WHAT YOU NEED TO DO => Within the records below, reproduce without change the lines from the line that has "This module provides" through the line that has "let mut in_degree: HashMap<String, usize>", and only those.

Records from a data collection:
•••

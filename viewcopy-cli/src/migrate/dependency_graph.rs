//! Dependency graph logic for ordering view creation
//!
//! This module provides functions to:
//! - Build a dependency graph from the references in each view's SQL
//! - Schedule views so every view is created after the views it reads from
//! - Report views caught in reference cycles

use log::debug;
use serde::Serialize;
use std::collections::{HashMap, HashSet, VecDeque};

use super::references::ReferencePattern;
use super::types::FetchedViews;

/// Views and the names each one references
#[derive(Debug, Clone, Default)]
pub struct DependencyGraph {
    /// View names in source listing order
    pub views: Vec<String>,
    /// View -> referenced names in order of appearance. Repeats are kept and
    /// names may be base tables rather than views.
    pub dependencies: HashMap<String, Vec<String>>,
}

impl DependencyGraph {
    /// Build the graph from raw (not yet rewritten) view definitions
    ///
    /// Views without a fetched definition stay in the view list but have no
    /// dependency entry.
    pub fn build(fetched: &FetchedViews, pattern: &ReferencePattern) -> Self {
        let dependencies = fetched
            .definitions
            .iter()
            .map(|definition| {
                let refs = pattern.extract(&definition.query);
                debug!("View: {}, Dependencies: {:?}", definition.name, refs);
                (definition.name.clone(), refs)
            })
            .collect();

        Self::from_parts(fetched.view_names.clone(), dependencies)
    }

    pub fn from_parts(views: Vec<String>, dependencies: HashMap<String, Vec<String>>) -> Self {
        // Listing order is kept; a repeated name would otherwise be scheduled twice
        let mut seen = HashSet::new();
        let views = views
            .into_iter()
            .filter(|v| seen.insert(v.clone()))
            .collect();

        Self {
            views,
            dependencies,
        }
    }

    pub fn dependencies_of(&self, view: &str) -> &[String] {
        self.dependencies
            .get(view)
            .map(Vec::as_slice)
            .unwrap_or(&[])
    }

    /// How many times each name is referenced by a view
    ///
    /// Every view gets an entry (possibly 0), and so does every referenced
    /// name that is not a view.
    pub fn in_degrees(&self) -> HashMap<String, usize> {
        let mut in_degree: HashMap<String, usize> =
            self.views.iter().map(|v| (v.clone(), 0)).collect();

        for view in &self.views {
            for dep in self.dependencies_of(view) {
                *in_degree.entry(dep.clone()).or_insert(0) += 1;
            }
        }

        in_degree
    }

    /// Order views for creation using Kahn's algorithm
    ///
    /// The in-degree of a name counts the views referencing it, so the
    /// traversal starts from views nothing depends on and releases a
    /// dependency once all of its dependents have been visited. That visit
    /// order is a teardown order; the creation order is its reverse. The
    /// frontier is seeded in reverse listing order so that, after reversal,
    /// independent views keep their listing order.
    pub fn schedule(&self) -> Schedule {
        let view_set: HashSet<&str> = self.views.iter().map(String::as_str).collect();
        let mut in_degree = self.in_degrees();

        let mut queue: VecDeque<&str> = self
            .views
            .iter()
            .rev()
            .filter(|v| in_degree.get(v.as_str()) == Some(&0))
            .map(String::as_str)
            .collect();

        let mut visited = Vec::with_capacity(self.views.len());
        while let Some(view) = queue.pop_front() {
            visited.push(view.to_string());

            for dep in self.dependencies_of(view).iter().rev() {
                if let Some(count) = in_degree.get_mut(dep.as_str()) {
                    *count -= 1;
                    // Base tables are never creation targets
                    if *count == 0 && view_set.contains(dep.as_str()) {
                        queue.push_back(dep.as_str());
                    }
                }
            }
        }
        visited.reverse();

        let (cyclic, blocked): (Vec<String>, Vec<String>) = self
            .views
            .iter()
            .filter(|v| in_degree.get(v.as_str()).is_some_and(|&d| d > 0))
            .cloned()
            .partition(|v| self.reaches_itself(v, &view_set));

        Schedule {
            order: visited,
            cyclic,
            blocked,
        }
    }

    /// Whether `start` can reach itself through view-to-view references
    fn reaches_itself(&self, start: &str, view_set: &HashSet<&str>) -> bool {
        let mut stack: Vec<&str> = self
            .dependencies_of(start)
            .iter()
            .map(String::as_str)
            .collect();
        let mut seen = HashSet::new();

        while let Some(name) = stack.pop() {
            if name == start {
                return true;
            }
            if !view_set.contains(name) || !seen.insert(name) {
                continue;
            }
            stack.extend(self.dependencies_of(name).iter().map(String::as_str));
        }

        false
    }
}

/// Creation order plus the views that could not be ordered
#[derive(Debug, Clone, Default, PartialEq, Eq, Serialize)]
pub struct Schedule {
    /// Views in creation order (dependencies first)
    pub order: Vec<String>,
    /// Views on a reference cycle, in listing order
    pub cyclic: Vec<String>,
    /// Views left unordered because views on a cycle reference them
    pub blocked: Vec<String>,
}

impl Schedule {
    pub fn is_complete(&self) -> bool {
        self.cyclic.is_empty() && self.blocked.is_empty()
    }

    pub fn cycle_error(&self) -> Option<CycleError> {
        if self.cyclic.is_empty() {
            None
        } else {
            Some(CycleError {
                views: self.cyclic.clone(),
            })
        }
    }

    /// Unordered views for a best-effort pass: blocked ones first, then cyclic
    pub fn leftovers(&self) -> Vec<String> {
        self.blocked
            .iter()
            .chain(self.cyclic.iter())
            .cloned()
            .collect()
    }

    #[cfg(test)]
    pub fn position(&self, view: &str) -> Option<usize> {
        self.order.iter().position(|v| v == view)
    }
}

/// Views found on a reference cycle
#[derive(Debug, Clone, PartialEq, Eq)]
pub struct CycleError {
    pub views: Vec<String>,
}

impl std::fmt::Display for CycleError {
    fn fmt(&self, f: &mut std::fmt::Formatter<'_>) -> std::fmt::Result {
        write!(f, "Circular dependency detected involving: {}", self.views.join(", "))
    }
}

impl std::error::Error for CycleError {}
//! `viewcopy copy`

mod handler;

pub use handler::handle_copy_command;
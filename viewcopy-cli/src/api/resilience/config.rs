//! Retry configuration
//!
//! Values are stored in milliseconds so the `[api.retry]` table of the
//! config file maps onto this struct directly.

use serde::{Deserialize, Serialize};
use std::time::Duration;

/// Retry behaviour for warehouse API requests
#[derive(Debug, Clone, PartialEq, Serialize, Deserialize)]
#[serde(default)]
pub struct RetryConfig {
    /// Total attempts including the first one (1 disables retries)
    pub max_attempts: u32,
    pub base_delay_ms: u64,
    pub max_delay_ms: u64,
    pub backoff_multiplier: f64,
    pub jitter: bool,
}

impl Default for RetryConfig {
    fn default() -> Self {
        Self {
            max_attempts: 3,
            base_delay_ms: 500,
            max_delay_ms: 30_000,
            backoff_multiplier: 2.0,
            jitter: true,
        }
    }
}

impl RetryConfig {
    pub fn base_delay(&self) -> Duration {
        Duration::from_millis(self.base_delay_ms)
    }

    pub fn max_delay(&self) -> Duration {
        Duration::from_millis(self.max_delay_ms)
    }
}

•••

EXPECTED ANSWER =>
//! This module provides functions to:
//! - Build a dependency graph from the references in each view's SQL
//! - Schedule views so every view is created after the views it reads from
//! - Report views caught in reference cycles

use log::debug;
use serde::Serialize;
use std::collections::{HashMap, HashSet, VecDeque};

use super::references::ReferencePattern;
use super::types::FetchedViews;

/// Views and the names each one references
#[derive(Debug, Clone, Default)]
pub struct DependencyGraph {
    /// View names in source listing order
    pub views: Vec<String>,
    /// View -> referenced names in order of appearance. Repeats are kept and
    /// names may be base tables rather than views.
    pub dependencies: HashMap<String, Vec<String>>,
}

impl DependencyGraph {
    /// Build the graph from raw (not yet rewritten) view definitions
    ///
    /// Views without a fetched definition stay in the view list but have no
    /// dependency entry.
    pub fn build(fetched: &FetchedViews, pattern: &ReferencePattern) -> Self {
        let dependencies = fetched
            .definitions
            .iter()
            .map(|definition| {
                let refs = pattern.extract(&definition.query);
                debug!("View: {}, Dependencies: {:?}", definition.name, refs);
                (definition.name.clone(), refs)
            })
            .collect();

        Self::from_parts(fetched.view_names.clone(), dependencies)
    }

    pub fn from_parts(views: Vec<String>, dependencies: HashMap<String, Vec<String>>) -> Self {
        // Listing order is kept; a repeated name would otherwise be scheduled twice
        let mut seen = HashSet::new();
        let views = views
            .into_iter()
            .filter(|v| seen.insert(v.clone()))
            .collect();

        Self {
            views,
            dependencies,
        }
    }

    pub fn dependencies_of(&self, view: &str) -> &[String] {
        self.dependencies
            .get(view)
            .map(Vec::as_slice)
            .unwrap_or(&[])
    }

    /// How many times each name is referenced by a view
    ///
    /// Every view gets an entry (possibly 0), and so does every referenced
    /// name that is not a view.
    pub fn in_degrees(&self) -> HashMap<String, usize> {
        let mut in_degree: HashMap<String, usize> =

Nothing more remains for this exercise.